Oh, it's not what I meant when I said SX has to do with love. Don't mean to offend anyone as I know people visualize love differently, but I personally (for me) can't imagine it without the magnetic attraction/initial obsession component of the SX.


mistakenforstranger said:


> Yes, and to an unhealthy extent. I tend to be that way with all my interests, but again, I don't see how being obsessed with that is sx, do you? While I don't obsess ever when it comes to potential lovers. :sad:


I was just wondering if it really was the type of obsession that's characteristic of SX. I am not yet convinced haha. 



> Do you mean physical attraction or like a spark between you, or both? I tend to be both.


No, I mean magnetically attracted to him from the beginning. I don't really know how to explain it...there are no levels or parts to attraction for me, it's either _there_, or _not there_. 



> Yeah, I am not always looking, and I don't get obsessed with one person, and then obsess about another person. I only fantasize about being with those people, but it doesn't consume my waking hours. I tend to form relationships a lot more slowly, if they even form in the first place...


It probably consumes my sleeping _and _waking hours. I also thought being obsessive was this part of...internal ugliness or disease I had. To be honest, I can't remember being obsessed with things, until I stopped having crushes, and now it's the enneagram. Just yesterday my dad came in my room to tell me "there's more to life than Personality Cafe" 

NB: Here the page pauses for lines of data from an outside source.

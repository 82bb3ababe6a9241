//! Ollama backend implementation
//!
//! Talks to a local Ollama server through its `/api/chat` endpoint.

use async_trait::async_trait;
use reqwest::Client;
use serde::{Deserialize, Serialize};
use tracing::debug;

use crate::error::{Error, Result};

use super::types::{ChatMessage, CompletionRequest};
use super::{non_empty_reply, AIBackend};

/// Ollama backend
#[derive(Clone)]
pub struct OllamaBackend {
    http_client: Client,
    base_url: String,
    model: String,
}

impl OllamaBackend {
    pub fn new(base_url: &str, model: &str) -> Self {
        Self {
            http_client: Client::new(),
            base_url: base_url.trim_end_matches('/').to_string(),
            model: model.to_string(),
        }
    }

    /// Create from `OLLAMA_HOST` / `OLLAMA_MODEL`
    pub fn from_env() -> Option<Self> {
        let host = std::env::var("OLLAMA_HOST").ok()?;
        let model = std::env::var("OLLAMA_MODEL").unwrap_or_else(|_| "llama3.2".to_string());
        Some(Self::new(&host, &model))
    }
}

/// Request to Ollama chat API
#[derive(Debug, Serialize)]
struct OllamaChatRequest {
    model: String,
    messages: Vec<ChatMessage>,
    stream: bool,
    options: OllamaOptions,
}

#[derive(Debug, Serialize)]
struct OllamaOptions {
    temperature: f32,
    num_predict: u32,
}

/// Response from Ollama chat API
#[derive(Debug, Deserialize)]
struct OllamaChatResponse {
    message: Option<OllamaMessage>,
}

#[derive(Debug, Deserialize)]
struct OllamaMessage {
    content: String,
}

#[async_trait]
impl AIBackend for OllamaBackend {
    async fn complete(&self, request: &CompletionRequest) -> Result<String> {
        let body = OllamaChatRequest {
            model: self.model.clone(),
            messages: request.wire_messages(),
            stream: false,
            options: OllamaOptions {
                temperature: request.temperature,
                num_predict: request.max_tokens,
            },
        };

        let mut req = self
            .http_client
            .post(format!("{}/api/chat", self.base_url))
            .json(&body);
        if let Some(timeout) = request.timeout {
            req = req.timeout(timeout);
        }

        let response = req.send().await?;

        if !response.status().is_success() {
            let status = response.status();
            let body = response.text().await.unwrap_or_default();
            return Err(Error::Generation(format!(
                "Ollama error {}: {}",
                status, body
            )));
        }

        let chat: OllamaChatResponse = response.json().await?;
        let content = chat.message.map(|m| m.content);
        debug!(model = %self.model, "Ollama chat response received");

        non_empty_reply(content)
    }

    async fn health_check(&self) -> bool {
        match self
            .http_client
            .get(format!("{}/api/tags", self.base_url))
            .send()
            .await
        {
            Ok(resp) => resp.status().is_success(),
            Err(_) => false,
        }
    }

    fn model(&self) -> &str {
        &self.model
    }

    fn host(&self) -> &str {
        &self.base_url
    }
}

> On the other hand, I didn't want to be in a relationship with anyone while I was in college because I thought it would take away from my studies and pursuing my career lol.


Sounds quite SP. I might probably drop everything to be with him (that's not a good idea though lol).


----------



## d e c a d e n t

mistakenforstranger said:


> For example, I think Mimi in this scene represents the sx-instinct, and I don't think every sx-first has to be like this, or maybe they are, but there's nothing she'd be other than sx-first, right? And Roger is sp/sx. Who's doing the pursuing and seducing? Who's holding back? I saw you wrote that you like musicals, and I'm not sure if Rent is one of the ones you like, so sorry for what I'm going to say next, but I did not like Rent at all except for a few songs, and that's being generous lol.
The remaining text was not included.